About Us

Nora Saks

Host & Producer

Nora Saks is a reporter for Montana Public Radio and has been covering Superfund issues in Butte, Montana for the last two years.

In 2018, her work there inspired her to take on an independent long-form radio documentary on the topic. She soon moved to Butte to follow the Superfund clean-up more closely, and Richest Hill was born.

Nora has worked on two other award-winning podcasts produced by Montana Public Radio, and reported for NPR and KFSK in Petersburg, Alaska.

Nora holds an MA in Environmental Science and Natural Resource Journalism from the University of Montana and is a 2013 graduate of the Salt Institute for Documentary Studies in Portland, Maine.

Nick Mott

Producer

In addition to his work at Montana Public Radio, Nick is a producer at Threshold, a podcast and radio show. Nick’s work has appeared in NPR’s Morning Edition, PRI’s The World, The Washington Post, Outside, and the Mountain West News Bureau, among other outlets. He holds an MA in environmental journalism from the University of Colorado Boulder.

Eric Whitney, MTPR news director.

Eric Whitney

NPR Mountain West/Great Plains Bureau Chief

Eric Whitney is NPR’s Mountain West/Great Plains Bureau Chief, and formerly Montana Public Radio’s news director. He is the lead editor and executive producer of “Richest Hill.”

Eric has been a public radio journalist since 1993, working as a station-based reporter and freelancer in locations from Telluride, Colorado to Cape Town, South Africa. His work has been supported by fellowships from the Knight, Robert Wood Johnson and California Health Care Foundations, among others. In 2010 he was recruited for the NPR-Kaiser Health News Health Reporting From The States Collaborative, to which he continues to contribute.

About Richest Hill

Butte, Montana is famous. It was at one time the biggest city between Chicago and San Francisco. It’s in the heart of the Rocky Mountains, and sits at the headwaters of the mighty Columbia River, which flows all the way to the Pacific Ocean.

Butte boomed and thrived for almost a century because of one thing: copper. Butte’s massive copper deposit was key to America’s success. The “Richest Hill on Earth” literally electrified the nation, and made the brass in bullets that won World Wars I and II.

But in the 1980s, the last of the big mines shut down. Now, most of the riches are gone, and Butte is struggling.

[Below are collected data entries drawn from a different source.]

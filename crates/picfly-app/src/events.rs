use std::sync::Arc;
use std::sync::atomic::{AtomicBool, Ordering};

use kanal::AsyncReceiver;
use picfly_input::KeyStateReset;
use picfly_io::Notification;
use picfly_types::{AppError, Command};
use tokio::task::JoinSet;
use tokio_util::sync::CancellationToken;

use crate::state::AppState;

pub mod capture;
pub mod clipboard;

use capture::{handle_capture_ocr, handle_capture_upload};
use clipboard::{handle_clipboard_ocr, handle_clipboard_upload};

/// Per-action context handed to each spawned handler
#[derive(Clone)]
pub struct ActionContext {
    pub state: Arc<AppState>,
    pub cancel: CancellationToken,
    selecting: Arc<AtomicBool>,
    key_reset: Option<KeyStateReset>,
}

impl ActionContext {
    /// Called once the selector has torn its overlay down.
    pub fn selection_finished(&self) {
        self.selecting.store(false, Ordering::Release);
        if let Some(reset) = &self.key_reset {
            reset.request();
        }
    }

    pub fn error(&self, error: impl Into<AppError>) -> Notification {
        let error = error.into();
        tracing::warn!("{error}");
        Notification::error(self.state.title(), error.to_string())
    }

    pub fn info(&self, message: impl Into<String>) -> Notification {
        Notification::info(self.state.title(), message)
    }
}

/// Receives commands in key-down order and runs each as its own task.
///
/// Returns after `Quit`, cancellation, or the queue closing, once every running handler has
/// finished.
pub async fn event_loop(
    state: Arc<AppState>,
    commands: AsyncReceiver<Command>,
    cancel: CancellationToken,
    key_reset: Option<KeyStateReset>,
) -> anyhow::Result<()> {
    let selecting = Arc::new(AtomicBool::new(false));
    let mut tasks = JoinSet::new();

    tracing::info!("waiting for commands");
    loop {
        tokio::select! {
            _ = cancel.cancelled() => {
                tracing::info!("event loop cancelled");
                break;
            }
            received = commands.recv() => {
                let command = match received {
                    Ok(command) => command,
                    Err(e) => {
                        tracing::warn!("command queue closed: {e}");
                        break;
                    }
                };
                if command == Command::Quit {
                    tracing::info!("quit requested");
                    break;
                }
                if selecting.load(Ordering::Acquire) {
                    tracing::info!(%command, "selection in progress, dropping command");
                    continue;
                }
                if command.needs_selection() {
                    selecting.store(true, Ordering::Release);
                }

                let ctx = ActionContext {
                    state: state.clone(),
                    cancel: cancel.child_token(),
                    selecting: selecting.clone(),
                    key_reset: key_reset.clone(),
                };
                tracing::debug!(%command, "dispatching");
                tasks.spawn(handle_command(ctx, command));
            }
            Some(joined) = tasks.join_next(), if !tasks.is_empty() => {
                if let Err(e) = joined {
                    tracing::error!("command handler failed: {e}");
                }
            }
        }
    }

    // Stops a live selection and any request in flight
    cancel.cancel();
    while let Some(joined) = tasks.join_next().await {
        if let Err(e) = joined {
            tracing::error!("command handler failed during shutdown: {e}");
        }
    }
    tracing::info!("event loop stopped");
    Ok(())
}

async fn handle_command(ctx: ActionContext, command: Command) {
    let notification = match command {
        Command::CaptureUpload => handle_capture_upload(&ctx).await,
        Command::CaptureOcr => handle_capture_ocr(&ctx).await,
        Command::ClipboardUpload => handle_clipboard_upload(&ctx).await,
        Command::ClipboardOcr => handle_clipboard_ocr(&ctx).await,
        Command::Quit => None,
    };

    match notification {
        Some(notification) => ctx.state.notifier.notify(notification),
        None => tracing::debug!(%command, "finished without a notification"),
    }
}

/// Short single-line preview of recognized text
pub fn preview(text: &str) -> String {
    text.split_whitespace().collect::<Vec<_>>().join(" ")
}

All that mining left a big toxic mess – so toxic that for the last 30 years, Butte has become famous again. This time, for being the epicenter of one of America’s biggest and most intractable Superfund sites. [Superfund is the federal program designed to clean up the nation’s worst contaminated land and water].

But this could be a big year. President Trump’s Environmental Protection Agency says it’s going to solve the problem no one else has been able to. It’s going to clean up Butte.

How did we get here? What will it take to really clean it up? What could Butte’s future look like? And who gets to decide?

That’s what our new project, Richest Hill, is all about. Richest Hill will explore the biggest changes and toughest questions facing the Mining City. We’ll look at where Butte came from, what’s happening right now, and where Butte might be headed.

Our reporter, Nora Saks, is embedding in Butte to be on the ground for these major developments as they unfold in real time. Our goal is to follow this transition closely and with compassion, and approach Butte with a fresh perspective.